Böylesine yüce bir ideale erişmenin de, Kur’ân-ı Kerîmi en doğru şekilde
anlamaya çalışmak ve yine onun emirleri gereğince, âyetleri üzerinde akl-ı
selîm ile tefekkür etmekten başka yolu yoktur. Zîrâ Cenâb-ı Hak, bu ulvî kitabı
beşeriyete bir hidâyet rehberi olarak gönderdiğini ve ona sımsıkı sarılmamızın lüzûmunu açıkça
beyân ediyordu.
Hârun Reşid’in papağanı, Yâsin-i Şerîfi ezbere okurdu. Ne ki bu ezbercilik,
onu kuş olmak seviyesinden öte geçiremediği gibi, Kur’ân ahlâkı ile amel
etmeyip sâdece ezbercilikte kalan kimseler için de aynı kanunun geçerli
olmasından tabiî ne olabilir?
Birgün Hz. Ayşe’den Resûlullah Efendimiz’in ahlâkını sormuşlar. Cevap
olarak: “Siz kur’ân okumuyor musunuz?
Resûlullah’ın ahlâkı Kur’ân ahlâkı” demiş.
Sözün mecrâsı bu noktada karar kılınca, genç edib Emine Işmsu Öksüz Hanım,
haklı ve yadırganmaz bir istifhamla “Kur’ân
ahlâkı nedir” diye ortaya bir suâl attı.
Keşke bu suâli herkes hepimiz birbirimize sorup,
vardığımız neticeye göre kendimize çeki-düzen vererek bir İslâmî-medenî hayat
istikameti çizebilsek...
★
İnsanoğlu, maddenin esîri olarak gözleri dumanlanalı beri dünyâya gelişinin
sebeb ve mânâsını görmekten âciz kaldığından, bütün gücünü maddenin kendisine
te’mîn edeceği refâha bağlamış bulunuyor. Böylece de ihmâl ettiği derûnî
bünyesini tahrip etmekle, kendi kendini yıktığından habersiz, bir rûhî buhrânın
gayyâsına yuvarlanıp kalıyor.
Teknik buluşlar, aklın basit meyveleridir. Yoksa, insanoğluna hayat huzur
ve görüş istikameti veren, bütün bu buluşlar ve ıcâdlar değildir. Beşerin
temelini kuran, ona güç kaynağı olup yekpâreleştiren kuvvet, mânevî değerlerdir
ki, Kur’ân-ı Kerîm, onlara hasrettiği emir ve tavsiyelerle kütleleri sevk ve
idare ederek ve cemiyetin bütün müesseseler inde kendini göstermek sûretiyle
fazîlet ve hayrı, ışıklı bir rehber olarak toplumun önüne sermektedir. Amma ne
yazık ki, kendini, kendi düzdüğü madde putunun kulu hâline getirmek gafletinden
kurtulamamış bulunan dünyâ, fazîlet ve hayrın sesine kulaklarını tıkamıştır.

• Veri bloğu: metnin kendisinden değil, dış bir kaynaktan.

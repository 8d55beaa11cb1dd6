//! Configuration resolution.
//!
//! Maps logical requests (an AUT's URL, its credentials, database connection
//! parameters) onto environment variables held in a [`Snapshot`]. Passwords
//! that look encrypted are decrypted on the way out with `DECRYPT_SECRET`.
//!
//! Every call is a stateless read-through: nothing is cached, and nothing
//! explicitly requested is ever substituted with a default. The one default
//! is the environment name itself, which falls back to `prod`.

use tracing::{debug, trace};

use crate::core::cipher;
use crate::core::constants::{
    DECRYPT_SECRET_VAR, DEFAULT_ENVIRONMENT, DEFAULT_POOL_INCREMENT, DEFAULT_POOL_MAX,
    DEFAULT_POOL_MIN, DEFAULT_POOL_TIMEOUT, ENVIRONMENT_VAR, GENERIC_DB_PREFIX, NODE_ENV_VAR,
};
use crate::core::domain::{
    AutEnvironmentKey, DatabaseConfig, EncryptedSecret, PoolConfig, ResolvedCredential,
};
use crate::core::snapshot::Snapshot;
use crate::error::{ConfigError, Error, Result};

/// Resolves configuration values from a snapshot.
#[derive(Debug, Clone)]
pub struct Resolver<'a> {
    snapshot: &'a Snapshot,
    default_environment: Option<String>,
}

impl<'a> Resolver<'a> {
    pub fn new(snapshot: &'a Snapshot) -> Self {
        Self {
            snapshot,
            default_environment: None,
        }
    }

    /// Use `env` instead of `prod` when no environment variable is set.
    pub fn with_default_environment(mut self, env: impl Into<String>) -> Self {
        self.default_environment = Some(env.into());
        self
    }

    /// Current environment name.
    ///
    /// `ENVIRONMENT`, then `NODE_ENV`, then the configured default, then `prod`.
    pub fn current_environment(&self) -> String {
        self.snapshot
            .get(ENVIRONMENT_VAR)
            .or_else(|| self.snapshot.get(NODE_ENV_VAR))
            .or(self.default_environment.as_deref())
            .unwrap_or(DEFAULT_ENVIRONMENT)
            .to_string()
    }

    fn key(&self, aut: &str, env: Option<&str>) -> AutEnvironmentKey {
        let env = env
            .map(str::to_string)
            .unwrap_or_else(|| self.current_environment());
        AutEnvironmentKey::new(aut, env)
    }

    /// Base URL of an AUT, from `{AUT}_{ENV}_URL`.
    ///
    /// # Errors
    ///
    /// Returns `ConfigError::Missing` naming the variable if it is unset.
    pub fn aut_url(&self, aut: &str, env: Option<&str>) -> Result<String> {
        let key = self.key(aut, env);
        let var = key.vars().url;
        debug!(%key, var = %var, "resolving url");

        Ok(self.snapshot.require(&var)?.to_string())
    }

    /// Login credentials of an AUT, from `{AUT}_{ENV}_USERNAME` and
    /// `{AUT}_{ENV}_PASSWORD`.
    ///
    /// The password is decrypted if it looks encrypted; the username never is.
    ///
    /// # Errors
    ///
    /// Returns `ConfigError::Missing` listing every unset variable,
    /// `ConfigError::MissingSecret` if the password is encrypted and
    /// `DECRYPT_SECRET` is unset, or `ConfigError::Decryption` if it cannot
    /// be decrypted.
    pub fn aut_credentials(&self, aut: &str, env: Option<&str>) -> Result<ResolvedCredential> {
        let key = self.key(aut, env);
        let vars = key.vars();
        debug!(%key, "resolving credentials");

        let username = self.snapshot.get(&vars.username);
        let password = self.snapshot.get(&vars.password);

        let (username, password) = match (username, password) {
            (Some(u), Some(p)) => (u, p),
            _ => {
                let vars = [vars.username, vars.password]
                    .into_iter()
                    .filter(|v| !self.snapshot.contains(v))
                    .collect();
                return Err(ConfigError::Missing { vars }.into());
            }
        };

        let password = self.reveal(Some(vars.password.as_str()), password)?;
        Ok(ResolvedCredential::new(username, password))
    }

    /// Decrypt `value` if it looks encrypted, otherwise return it unchanged.
    ///
    /// Plaintext values never consult `DECRYPT_SECRET`.
    ///
    /// # Errors
    ///
    /// Returns `ConfigError::MissingSecret` or `ConfigError::Decryption`.
    pub fn maybe_decrypt(&self, value: &str) -> Result<String> {
        self.reveal(None, value)
    }

    /// `var` names the variable `value` came from, for error messages.
    fn reveal(&self, var: Option<&str>, value: &str) -> Result<String> {
        if !EncryptedSecret::looks_encrypted(value) {
            trace!(var, "plaintext value");
            return Ok(value.to_string());
        }

        let secret = self
            .snapshot
            .get(DECRYPT_SECRET_VAR)
            .ok_or_else(|| ConfigError::MissingSecret {
                var: var.map(str::to_string),
            })?;

        trace!(var, "decrypting value");
        cipher::decrypt(value, secret).map_err(|e| match e {
            Error::Cipher(source) => ConfigError::Decryption {
                var: var.map(str::to_string),
                source,
            }
            .into(),
            other => other,
        })
    }

    /// Database connection parameters for `db_type` (e.g. `oracle`).
    ///
    /// Each of `{DB}_DB_USERNAME`, `{DB}_DB_PASSWORD` and
    /// `{DB}_DB_CONNECTION_STRING` falls back to the generic `DB_*` variable.
    ///
    /// # Errors
    ///
    /// Returns `ConfigError::Missing` listing all three type-specific names
    /// if any value is missing, or a decryption error for the password.
    pub fn database_config(&self, db_type: &str) -> Result<DatabaseConfig> {
        debug!(db_type, "resolving database config");
        self.database_for(&db_type.to_uppercase())
    }

    /// Database parameters keyed by the current environment (`{ENV}_DB_*`).
    ///
    /// # Errors
    ///
    /// Same as [`Resolver::database_config`].
    pub fn environment_database_config(&self) -> Result<DatabaseConfig> {
        let env = self.current_environment();
        debug!(env = %env, "resolving environment database config");
        self.database_for(&env.to_uppercase())
    }

    fn database_for(&self, prefix: &str) -> Result<DatabaseConfig> {
        match (
            self.db_lookup(prefix, "USERNAME"),
            self.db_lookup(prefix, "PASSWORD"),
            self.db_lookup(prefix, "CONNECTION_STRING"),
        ) {
            (Some((_, username)), Some((password_var, password)), Some((_, connect))) => {
                Ok(DatabaseConfig {
                    username: username.to_string(),
                    password: self.reveal(Some(password_var.as_str()), password)?,
                    connect_string: connect.to_string(),
                })
            }
            _ => Err(ConfigError::Missing {
                vars: vec![
                    format!("{}_DB_USERNAME", prefix),
                    format!("{}_DB_PASSWORD", prefix),
                    format!("{}_DB_CONNECTION_STRING", prefix),
                ],
            }
            .into()),
        }
    }

    /// `{PREFIX}_DB_{FIELD}`, else `DB_{FIELD}`, with the name that matched.
    fn db_lookup(&self, prefix: &str, field: &str) -> Option<(String, &str)> {
        let specific = format!("{}_DB_{}", prefix, field);
        if let Some(value) = self.snapshot.get(&specific) {
            return Some((specific, value));
        }
        let generic = format!("{}_{}", GENERIC_DB_PREFIX, field);
        self.snapshot.get(&generic).map(|value| (generic, value))
    }

    /// Database parameters plus pool sizing.
    ///
    /// `{DB}_DB_POOL_MIN|MAX|INCREMENT|TIMEOUT` fall back to `DB_POOL_*`,
    /// then to 1 / 10 / 1 / 60.
    ///
    /// # Errors
    ///
    /// As [`Resolver::database_config`], plus `ConfigError::InvalidValue`
    /// for a pool setting that is not a non-negative integer.
    pub fn database_pool_config(&self, db_type: &str) -> Result<PoolConfig> {
        let database = self.database_config(db_type)?;
        let prefix = db_type.to_uppercase();

        Ok(PoolConfig {
            database,
            pool_min: self.pool_setting(&prefix, "MIN", DEFAULT_POOL_MIN)?,
            pool_max: self.pool_setting(&prefix, "MAX", DEFAULT_POOL_MAX)?,
            pool_increment: self.pool_setting(&prefix, "INCREMENT", DEFAULT_POOL_INCREMENT)?,
            pool_timeout: self.pool_setting(&prefix, "TIMEOUT", DEFAULT_POOL_TIMEOUT)?,
        })
    }

    fn pool_setting(&self, prefix: &str, field: &str, default: u32) -> Result<u32> {
        let specific = format!("{}_DB_POOL_{}", prefix, field);
        let generic = format!("{}_POOL_{}", GENERIC_DB_PREFIX, field);

        let (var, raw) = match self.snapshot.get(&specific) {
            Some(v) => (specific, v),
            None => match self.snapshot.get(&generic) {
                Some(v) => (generic, v),
                None => return Ok(default),
            },
        };

        raw.trim().parse::<u32>().map_err(|_| {
            ConfigError::InvalidValue {
                var,
                reason: format!("expected a non-negative integer, got '{}'", raw),
            }
            .into()
        })
    }

    /// Whether credentials for `aut` resolve without error.
    pub fn has_credentials(&self, aut: &str, env: Option<&str>) -> bool {
        self.aut_credentials(aut, env).is_ok()
    }

    /// Whether database parameters for `db_type` resolve without error.
    pub fn has_database_config(&self, db_type: &str) -> bool {
        self.database_config(db_type).is_ok()
    }
}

İnsanoğlu, Kur’ân neyi yap diyor ve neyi yapma diyorsa.. Bir başka
ifâdeyle; Kur’ân’da bildirilen “emir-yasak,
helâl-haram, sevap-günah, ceza, tavsiye ve ikazların” bütün
bunların, behemehâl beşerin selâmet ve huzûrunun teminâtı olduğunun farkında
değildir.
Meselâ en basitinden; içki de, kumar da İslâm'ın rûhuna aykırıdır.
Aklın iflâs ettiği noktada, kaptan köprüsünde mâneviyât yeralırsa, dünyâ
dalgaları hayat gemisini batmaktan kurtararak selâmet sâhiline îsâl eyler.
Yoksa, akıl ve akim verimleri, nefsânî ve hayvanı dalgaların saldırısında insanoğlunu
parçalanıp dağılmaktan kurtaramaz.
Maddeyi hayâtın mihveri kabûl ediş; “helâl-haram,
günah-sevab, hayır-şer” gibi manevî değer hükümlerinin iflâsı
demektir.
Ancak şu var ki, akıl mahsûlü olan teknolojinin göz kamaştırıcı çeşitliliği
karşısında hayran kalan insanoğlu, teknokratlara karşı çıkıp, “artık bu îcâdlardan bıktık, vazgeç!” diyemez.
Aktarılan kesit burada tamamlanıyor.